Johannesburg’s Golden Legacy Includes Radioactive Dump – by Kevin Crowley (Bloomberg News – February 10, 2014)

http://www.bloomberg.com/

Johannesburg sits atop the world’s most productive gold reef — a staggering 40,000 tons of the precious metal has been mined from it during a history tracing back 130 years. That legacy of riches has left behind a toxic inheritance: radioactivity from uranium hauled up in the mining process.

Scientists have found uranium quantities in rivers west of the city to be as much as 4,000 times natural levels and in tap water as much as 20 times higher. A soil sample taken by Bloomberg News and tested by government-certified WaterLab Ltd. from pumpkin roots grown a little more than a mile from a recently closed gold mine contained five times more uranium than background levels considered normal by the International Atomic Energy Agency.

Residents of Johannesburg and surrounding communities live among an estimated 600,000 metric tons of uranium buried in waste rock and covering an area four times the size of Manhattan, according to university researchers. Another undetermined amount lies below ground, where water has filled abandoned mines and leaks into the environment.

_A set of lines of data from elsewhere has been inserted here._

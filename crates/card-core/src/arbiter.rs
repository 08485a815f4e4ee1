//! Page-wide pointer ownership.
//!
//! Cards on the same page share one arbiter so that only the card that saw a
//! pointer-down may act on the matching pointer-up.

use std::cell::Cell;
use std::rc::Rc;

#[derive(Clone, Debug, Default)]
pub struct PointerArbiter {
    claimed: Rc<Cell<Option<i32>>>,
}

impl PointerArbiter {
    pub fn new() -> Self {
        Self::default()
    }

    /// Claim `pointer_id`. Succeeds when nothing is claimed or the same
    /// pointer already holds the claim.
    pub fn try_claim(&self, pointer_id: i32) -> bool {
        match self.claimed.get() {
            None => {
                self.claimed.set(Some(pointer_id));
                true
            }
            Some(held) => held == pointer_id,
        }
    }

    /// Release the claim if `pointer_id` holds it.
    pub fn release(&self, pointer_id: i32) {
        if self.claimed.get() == Some(pointer_id) {
            self.claimed.set(None);
        }
    }

    pub fn holds(&self, pointer_id: i32) -> bool {
        self.claimed.get() == Some(pointer_id)
    }

    pub fn claimed(&self) -> Option<i32> {
        self.claimed.get()
    }
}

“There’s nowhere in the world where you’ll find so many people living alongside such a vast amount of ore-bearing uranium,” said Carl Albrecht, head of research at the Cancer Association of South Africa, or Cansa. “There are 400,000 people in the area who are subjected to this environment and yet the government is unwilling to consider the health impact.”

Health Threat

Government regulators and health advocates disagree over the public-health threat this poses. Albrecht and others point to U.S. Environmental Protection Agency data that says even low-level radiation exposure, if prolonged, can lead to an increased rate of cancers. Susan Shabangu, minister of South Africa’s Department of Mineral Resources, said levels recorded in and around Johannesburg are “a cause for concern” but not yet a “level of danger.”

One thing is indisputable: the amount of untreated waste material containing uranium is growing as a 28 percent plunge in the gold price last year has shuttered mines and increased the number of abandoned mine sites. The Blyvooruitzicht mine 50 miles (80 kilometers) southwest of Johannesburg — near where the Bloomberg News soil sample was taken — was closed in July, throwing 1,700 miners out of work.

The mine’s last operator, Village Main Reef Ltd., isn’t responsible for the environmental rehabilitation of the mine because it never took legal ownership of the operation, according to Chief Executive Officer Ferdi Dippenaar.

Village operated the 72-year-old mine for 18 months, he said.

‘Within Limits’

“As far as I am aware, and based on tailings recoveries, the content of uranium during this time was definitely within limits,” Dippenaar said. Tailings refers to waste material. Village has no plans to reopen the mine and it’s currently being liquidated, he said.

Unmaintained, abandoned dumps lose their shape as their toxic material seeps into the surrounding area, said Anthony Turton, a professor at University of the Free State’s Center for Environmental Management. When waste dumps, known as tailings dams, are abandoned “you get major erosion taking place and slides of toxic material into wetlands,” he said.

While South Africa has required companies to set aside money for environmental mitigation since 1994, “the reality is the funds set aside for environmental liabilities are totally insufficient,” Turton said.